Бессильная злость сдавила горло, мешая дышать.
Она даже обрадовалась, когда противный заговорил. Всё лучше того, что внутри.
– Хотя бы одного человека рассмешила. Уже успех. Ты спрашиваешь, в чём твоя проблема. Могу ответить. Проблема в том, что ты думаешь, будто с тобой что-то делают. Я или еще кто. Или жизнь. А на самом деле ты всё делаешь сама. Ты не шарик для пинг-понга. Ты принимаешь решения. И несёшь за них ответственность. А ты всё время хочешь переложить эту ответственность на кого-то другого.
Ну, конечно, это она решила остаться без Сандры и всю жизнь загибаться от тоски. Надо пошутить. Срочно пошутить. Хотя бы несмешно.
– Ты в прошлой жизни, ну, до того, как пойти странствовать по Руси и бить стёкла, психологом работал?
– Да не. Просто я людей знаю. И люблю. В отличие от тебя.
Она задохнулась от возмущения (зато отвлеклась), но не успела ничего сказать, даже придумать.
– Чё ты тут стоишь, как хер на именинах! – завопил пронзительный женский голос за тополями, окружавшими сцену. – Козел он и есть козел! Я его бегаю, ищу по всей деревне, а он тут балаган смотрит. Вот я тебя щас! А ну марш домой, скотина рогатая!
Противный загоготал.
– Там у нее, правда, козел. Настоящий. А я думал, она с мужем так.
Она спрыгнула со сцены и увидела, как женщина в шубе, из-под которой торчат белые ноги с лиловым варикозом, охаживает берёзовой веткой грязно-белого козла, стоящего по грудь в зарослях крапивы. Выглядело это так, будто она парит его в бане. Козел недовольно тряс бородой, когда удары начинали слишком досаждать, и не двигался с места.
– Пошел, пошел. Идолище поганое! Видишь, кончилось представление. Все уходят.
Она присела на скамейку возле противного. Хотела подальше, но все остальные были сломаны.
– Зрители не хотят расходиться, – подмигнул он. – Однозначно успех.
Он откровенно стебался, но ей почему-то стало приятно. Бред какой-то.
– Так ты, правда, катаешься в поисках смешного для стендапов?
– Ну. Скорее, от депрессии спасаюсь. А это – так… пробую все средства.

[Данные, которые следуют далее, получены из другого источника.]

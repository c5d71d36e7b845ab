//! Tile identifier grammar, deck construction, and indicator/okey derivation.
//!
//! A tile id is a wire-stable string: either `JOKER-{1|2}` or
//! `{R|B|G|K}NN-{1|2}` where `NN` is a zero-padded rank `01..13`.

use serde::{Deserialize, Serialize};
use std::fmt;

pub const RANKS: u8 = 13;

/// One of the four tile colors, ordered `R < B < G < K`: the sort rule
/// used when ranking a hand's unused tiles.
#[derive(Debug, Clone, Copy, PartialEq, Eq, PartialOrd, Ord, Hash, Serialize, Deserialize)]
pub enum Color {
    R,
    B,
    G,
    K,
}

impl Color {
    pub const ALL: [Color; 4] = [Color::R, Color::B, Color::G, Color::K];

    fn as_char(self) -> char {
        match self {
            Color::R => 'R',
            Color::B => 'B',
            Color::G => 'G',
            Color::K => 'K',
        }
    }

    fn from_char(c: char) -> Option<Color> {
        match c {
            'R' => Some(Color::R),
            'B' => Some(Color::B),
            'G' => Some(Color::G),
            'K' => Some(Color::K),
            _ => None,
        }
    }
}

impl fmt::Display for Color {
    fn fmt(&self, f: &mut fmt::Formatter<'_>) -> fmt::Result {
        write!(f, "{}", self.as_char())
    }
}

/// A 3-character base, e.g. `R07`: the color plus rank with no copy suffix.
/// Real-okey membership and pairing are both decided by base equality.
#[derive(Debug, Clone, Copy, PartialEq, Eq, Hash)]
pub struct Base {
    pub color: Color,
    pub rank: u8,
}

impl Base {
    pub fn new(color: Color, rank: u8) -> Self {
        Self { color, rank }
    }

    /// The base of the tile that follows this one in rank, wrapping 13 -> 1.
    pub fn next_rank(self) -> Base {
        let rank = if self.rank >= RANKS { 1 } else { self.rank + 1 };
        Base::new(self.color, rank)
    }

    pub fn to_id_string(self) -> String {
        format!("{}{:02}", self.color, self.rank)
    }

    pub fn parse(s: &str) -> Option<Base> {
        if s.len() != 3 {
            return None;
        }
        let mut chars = s.chars();
        let color = Color::from_char(chars.next()?)?;
        let rank: u8 = s[1..3].parse().ok()?;
        if !(1..=RANKS).contains(&rank) {
            return None;
        }
        Some(Base::new(color, rank))
    }
}

/// A fully parsed tile id: either a joker copy, or a color/rank/copy triple.
#[derive(Debug, Clone, Copy, PartialEq, Eq, Hash)]
pub enum Tile {
    Joker(u8),
    Normal { color: Color, rank: u8, copy: u8 },
}

impl Tile {
    pub fn base(self) -> Option<Base> {
        match self {
            Tile::Joker(_) => None,
            Tile::Normal { color, rank, .. } => Some(Base::new(color, rank)),
        }
    }

    pub fn parse(id: &str) -> Option<Tile> {
        if let Some(rest) = id.strip_prefix("JOKER-") {
            let copy: u8 = rest.parse().ok()?;
            if copy == 1 || copy == 2 {
                return Some(Tile::Joker(copy));
            }
            return None;
        }
        let mut parts = id.splitn(2, '-');
        let base_part = parts.next()?;
        let copy_part = parts.next()?;
        let base = Base::parse(base_part)?;
        let copy: u8 = copy_part.parse().ok()?;
        if copy != 1 && copy != 2 {
            return None;
        }
        Some(Tile::Normal {
            color: base.color,
            rank: base.rank,
            copy,
        })
    }

    pub fn to_id_string(self) -> String {
        match self {
            Tile::Joker(copy) => format!("JOKER-{copy}"),
            Tile::Normal { color, rank, copy } => format!("{color}{rank:02}-{copy}"),
        }
    }
}

/// Returns the full 106-tile deck (unshuffled): every `{color}{rank}-{copy}`
/// plus the two jokers, in deterministic generation order.
pub fn full_deck() -> Vec<String> {
    let mut tiles = Vec::with_capacity(106);
    for color in Color::ALL {
        for rank in 1..=RANKS {
            tiles.push(format!("{color}{rank:02}-1"));
            tiles.push(format!("{color}{rank:02}-2"));
        }
    }
    tiles.push("JOKER-1".to_string());
    tiles.push("JOKER-2".to_string());
    tiles
}

/// Computes the real-okey base from a drawn indicator tile id.
///
/// Returns `None` if `indicator` does not parse as a normal (non-joker)
/// tile id — a malformed indicator should never occur in practice, but
/// callers treat `None` as "no okey tiles exist for the hand".
pub fn okey_base_from_indicator(indicator: &str) -> Option<Base> {
    let base = Base::parse(&indicator[..indicator.len().min(3)])?;
    Some(base.next_rank())
}

#[cfg(test)]
mod tests {
    use super::*;

    #[test]
    fn parses_normal_tile() {
        let t = Tile::parse("R07-1").unwrap();
        assert_eq!(
            t,
            Tile::Normal {
                color: Color::R,
                rank: 7,
                copy: 1
            }
        );
        assert_eq!(t.base(), Some(Base::new(Color::R, 7)));
    }

    #[test]
    fn parses_joker() {
        let t = Tile::parse("JOKER-2").unwrap();
        assert_eq!(t, Tile::Joker(2));
        assert_eq!(t.base(), None);
    }

    #[test]
    fn rejects_malformed_ids() {
        assert_eq!(Tile::parse("X07-1"), None);
        assert_eq!(Tile::parse("R14-1"), None);
        assert_eq!(Tile::parse("R07-3"), None);
        assert_eq!(Tile::parse("JOKER-3"), None);
        assert_eq!(Tile::parse(""), None);
    }

    #[test]
    fn full_deck_has_106_unique_tiles() {
        let deck = full_deck();
        assert_eq!(deck.len(), 106);
        let unique: std::collections::HashSet<_> = deck.iter().collect();
        assert_eq!(unique.len(), 106);
    }

    #[test]
    fn okey_base_wraps_rank_thirteen() {
        let base = okey_base_from_indicator("R13-1").unwrap();
        assert_eq!(base, Base::new(Color::R, 1));
    }

    #[test]
    fn okey_base_normal_case() {
        let base = okey_base_from_indicator("B02-1").unwrap();
        assert_eq!(base, Base::new(Color::B, 3));
    }
}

– Вообще не понимаю, что такое депрессия.
Противный пожал плечами, и она уже приготовилась услышать обычное в таких случаях продолжение: «По-моему это просто неумение взять себя в руки» или ещё какую-нибудь фигню. Но тут тощий неожиданно обернулся, чуть не навернувшись со сломанной скамьи, и произнёс этим своим проникновенным голосом, от которого все мгновенно тают, как мороженое, особенно одинокие тетки за сорок:
– Тебе очень повезло, брат. Очень.
Противный даже отшатнулся. Но через секунду снова был спокоен, как удав.
– Да я знаю. Я вообще везучий.
Потом повернулся к ней и снова подмигнул.
– Про козла-то расскажешь? Хер на именинах, надо же. Никогда такого не слышал. «Зрители на стендапах бывают разные. Иногда козлы»… Звать-то тебя как, комик-гёрл?
– Сандра, – не задумываясь, выпалила она, и всё внутри обварилось кипятком.
Блин, зачем! Чтобы умирать каждый раз, когда к ней обратятся?
Но не говорить же теперь: «Ой, извините, я ошиблась».
Она уже и так израсходовала месячную дозу идиотизма.
– Сандра, – повторил противный, и она дёрнулась.
Хорошенькую пытку себе придумала. Можно мастер-классы давать по самоинквизиции.
Невыносимо. Но это бедное имя, которое Сандра, уходя, бросила вместе с кучей ненужных теперь вещей, разноцветных носков и клоунских шапок, бедное бесхозное имя как будто само выскочило из небытия и прыгнуло на язык. Не спрашивая разрешения.
Сандра тоже никогда не спрашивала. А теперь ей ни сесть, ни встать нельзя без спроса.
– Александра, значит. Мы с тобой тезки. Я тоже Александр. А ты?
– Я Егор, – с готовностью ответил тощий, протягивая противному костлявую, как у Кащея, руку.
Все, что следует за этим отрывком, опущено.